Providing implementations at run-time
-------------------------------------
Bonobo will expect you to provide a dictionary of all service implementations required by your graph.
.. code-block:: python
import bonobo
graph = bonobo.graph(...)
def get_services():
return {
'orders_database': my_database_service,
}
if __name__ == '__main__':
bonobo.run(graph, services=get_services())
.. note::
A dictionary, or dictionary-like, "services" named argument can be passed to the :func:`bonobo.run` API method.
The "dictionary-like" part is the real keyword here. Bonobo is not a DIC library, and won't become one. So the
implementation provided is pretty basic, and feature-less. But you can use much more evolved libraries instead of
the provided stub, and as long as it works the same (a.k.a implements a dictionary-like interface), the system will
use it.
Command line interface will look at services in two different places:
* A `get_services()` function present at the same level of your graph definition.
* A `get_services()` function in a `_services.py` file in the same directory as your graph's file, allowing to reuse the
same service implementations for more than one graph.
Solving concurrency problems
----------------------------
If a service cannot be used by more than one thread at a time, either because it's just not threadsafe, or because
it requires to carefully order the calls made (apis that includes nonces, or work on results returned by previous
calls are usually good candidates), you can use the :class:`bonobo.config.Exclusive` context processor to lock the
use of a dependency for the time of the context manager (`with` statement)
.. code-block:: python
from bonobo.config import Exclusive
def t1(api):
with Exclusive(api):
api.first_call()
api.second_call()
# ... etc
api.last_call()
Future and proposals
::::::::::::::::::::
This first implementation and it will evolve. Base concepts will stay, though.
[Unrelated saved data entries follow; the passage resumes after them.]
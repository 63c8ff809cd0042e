use std::{
    sync::{Arc, Mutex},
    time::Duration,
};

use reqwest::StatusCode;
use serde_json::json;

/// How long a purge request may take before it is abandoned.
pub const PURGE_TIMEOUT: Duration = Duration::from_secs(5);

/// CachePurger
///
/// Invalidates cached renders of public pages after a write. Purging is
/// fire-and-forget: implementations must return immediately, never report failure
/// to the caller and never retry.
pub trait CachePurger: Send + Sync {
    fn purge(&self, paths: &[String]);
}

/// PurgeState
///
/// Shared handle to the configured purger.
pub type PurgeState = Arc<dyn CachePurger>;

/// WebhookPurger
///
/// POSTs `{"paths": [...]}` to the site's revalidation endpoint on a spawned task.
#[derive(Clone)]
pub struct WebhookPurger {
    client: reqwest::Client,
    url: String,
    token: Option<String>,
}

impl WebhookPurger {
    pub fn new(url: &str, token: Option<&str>) -> Self {
        Self::with_timeout(url, token, PURGE_TIMEOUT)
    }

    /// Requests to the webhook are abandoned after `timeout`.
    pub fn with_timeout(url: &str, token: Option<&str>, timeout: Duration) -> Self {
        let client = reqwest::Client::builder()
            .timeout(timeout)
            .build()
            .unwrap_or_else(|e| {
                tracing::error!("failed to build purge client, using defaults: {e}");
                reqwest::Client::new()
            });

        Self {
            client,
            url: url.to_string(),
            token: token.map(str::to_string),
        }
    }

    /// Delivers one purge request and reports the webhook's status.
    pub async fn send(&self, paths: &[String]) -> Result<StatusCode, reqwest::Error> {
        let mut request = self
            .client
            .post(&self.url)
            .json(&json!({ "paths": paths }));
        if let Some(token) = &self.token {
            request = request.bearer_auth(token);
        }
        Ok(request.send().await?.status())
    }
}

impl CachePurger for WebhookPurger {
    fn purge(&self, paths: &[String]) {
        let purger = self.clone();
        let paths = paths.to_vec();
        tokio::spawn(async move {
            match purger.send(&paths).await {
                Ok(status) if status.is_success() => {
                    tracing::debug!(?paths, "cache purge accepted");
                }
                Ok(status) => {
                    tracing::warn!(?paths, %status, "cache purge rejected");
                }
                Err(e) => {
                    tracing::warn!(?paths, "cache purge request failed: {e}");
                }
            }
        });
    }
}

/// LogPurger
///
/// Used when no revalidation webhook is configured.
#[derive(Clone, Default)]
pub struct LogPurger;

impl CachePurger for LogPurger {
    fn purge(&self, paths: &[String]) {
        tracing::info!(?paths, "cache purge requested (no webhook configured)");
    }
}

/// RecordingPurger
///
/// Keeps every purged path in memory so tests can assert on invalidation.
#[derive(Default)]
pub struct RecordingPurger {
    purged: Mutex<Vec<String>>,
}

impl RecordingPurger {
    pub fn new() -> Self {
        Self::default()
    }

    pub fn purged(&self) -> Vec<String> {
        self.purged
            .lock()
            .map(|paths| paths.clone())
            .unwrap_or_default()
    }
}

impl CachePurger for RecordingPurger {
    fn purge(&self, paths: &[String]) {
        if let Ok(mut purged) = self.purged.lock() {
            purged.extend(paths.iter().cloned());
        }
    }
}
May or may not happen, depending on discussions.
* Singleton or prototype based injection (to use spring terminology, see
https://www.tutorialspoint.com/spring/spring_bean_scopes.htm), allowing smart factory usage and efficient sharing of
resources.
* Lazily resolved parameters, eventually overriden by command line or environment, so you can for example override the
database DSN or target filesystem on command line (or with shell environment).
* Pool based locks that ensure that only one (or n) transformations are using a given service at the same time.
* Simple config implementation, using a python file for config (ex: bonobo run ... --services=services_prod.py).
* Default configuration for services, using an optional callable (`def get_services(args): ...`). Maybe tie default
configuration to graph, but not really a fan because this is unrelated to graph logic.
* Default implementation for a service in a transformation or in the descriptor. Maybe not a good idea, because it
tends to push forward multiple instances of the same thing, but we maybe...
A few ideas on how it can be implemented, from the user perspective.
.. code-block:: python
# using call
http = Service('http.client')(requests)
# using more explicit call
http = Service('http.client').set_default_impl(requests)
# using a decorator
@Service('http.client')
def http(self, services):
import requests
return requests
# as a default in a subclass of Service
class HttpService(Service):
def get_default_impl(self, services):
import requests
return requests
# ... then use it as another service
http = HttpService('http.client')
This is under development, let us know what you think (slack may be a good place for this).
The basics already work, and you can try it.